Six former Walker aides and allies have been convicted of wrongdoing following an investigation into improper campaign activities by official staff when Walker was Milwaukee County executive mounting a campaign for the governor’s mansion. The release last week of tens of thousands of pages of documents from that first investigation was branded as “old news” by Walker, who noted repeatedly that a Democratic prosecutor had closed the investigation last year without any accusation that he had done anything improper. “People want to go through 27,000 pages plus of details, and our approach is ‘case is closed,’” Walker said. “A Democrat district attorney looked at it, and he’s done. It’s done.”

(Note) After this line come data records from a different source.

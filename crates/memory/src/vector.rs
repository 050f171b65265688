//! Vector similarity utilities.

/// Compute cosine similarity between two vectors.
///
/// Returns a value in [-1, 1] where 1 = identical, 0 = orthogonal.
/// Returns 0.0 when the lengths mismatch, either vector is empty, or
/// either norm is zero.
pub fn cosine_similarity(a: &[f32], b: &[f32]) -> f32 {
    if a.len() != b.len() || a.is_empty() {
        return 0.0;
    }

    let mut dot = 0.0f64;
    let mut norm_a = 0.0f64;
    let mut norm_b = 0.0f64;

    for (x, y) in a.iter().zip(b.iter()) {
        let x = *x as f64;
        let y = *y as f64;
        dot += x * y;
        norm_a += x * x;
        norm_b += y * y;
    }

    let denom = norm_a.sqrt() * norm_b.sqrt();
    if denom < 1e-10 {
        return 0.0;
    }

    (dot / denom) as f32
}

#[cfg(test)]
mod tests {
    use super::*;

    #[test]
    fn identical_vectors() {
        let v = vec![1.0, 2.0, 3.0];
        assert!((cosine_similarity(&v, &v) - 1.0).abs() < 1e-6);
    }

    #[test]
    fn symmetric() {
        let a = vec![0.3, 0.9, 0.1];
        let b = vec![0.5, 0.2, 0.7];
        assert!((cosine_similarity(&a, &b) - cosine_similarity(&b, &a)).abs() < 1e-9);
    }

    #[test]
    fn orthogonal_vectors() {
        let a = vec![1.0, 0.0, 0.0];
        let b = vec![0.0, 1.0, 0.0];
        assert!(cosine_similarity(&a, &b).abs() < 1e-6);
    }

    #[test]
    fn zero_vector_yields_zero() {
        let a = vec![0.0, 0.0, 0.0];
        let b = vec![1.0, 2.0, 3.0];
        assert_eq!(cosine_similarity(&a, &b), 0.0);
    }

    #[test]
    fn mismatched_lengths_yield_zero() {
        let a = vec![1.0, 2.0];
        let b = vec![1.0, 2.0, 3.0];
        assert_eq!(cosine_similarity(&a, &b), 0.0);
    }

    #[test]
    fn empty_vectors_yield_zero() {
        assert_eq!(cosine_similarity(&[], &[]), 0.0);
    }

    #[test]
    fn known_value() {
        // [1,1] . [1,0] = 1, |[1,1]| = sqrt(2), |[1,0]| = 1
        let a = vec![1.0, 1.0];
        let b = vec![1.0, 0.0];
        assert!((cosine_similarity(&a, &b) - 0.7071).abs() < 0.001);
    }
}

Walker did, however, note that the investigation into Christie aides’ involvement in closing lanes to the George Washington Bridge is “just beginning.”
“He addressed it early on, but obviously he’s not out of the woods yet,” Walker said, comparing their situations while exiting a NGA reception for state adjutants general that Christie skipped. “He’s got the legislature which is not on his side politically, and they’ll probably drag it out for some time.”
The twin controversies have vastly different stakes for the lawmakers. Christie, seen for the better part of a year as the GOP’s 2016 front-runner, has faced seemingly unending interest from the media in his scandals, not least because of its placement in the New York City media market. Copious unanswered questions and unreviewed documents make calculating the ultimate fallout difficult, while the source of his troubles, relatable traffic problems, will be a hard image to shake.
But for Walker, safely away from the Acela corridor and dealing with a four-year-old probe, there has been little more than a week of bad press and isolated embarrassing stories about aides’ old emails. The investigation was a prominent story line through his 2012 recall election, from which he emerged stronger than ever. A second probe, meanwhile, is continuing into Walker’s recall election.
The Democratic National Committee has tried hard to equate the two scandals this week, noting the common story lines of improper activity by senior aides and questions about how much the lawmakers knew about it. Democrats are hoping the scandals will help bring down Walker this fall and plan to use Christie’s troubles to defeat the Republican candidates he stumps for in his role as chairman of the RGA. “I’m just grateful that I don’t have Democratic governors who have those challenges,” said Vermont Gov. Peter Shumlin, the chair of the Democratic Governors Association. “We don’t get indicted, we don’t get criminal investigations—we create jobs.”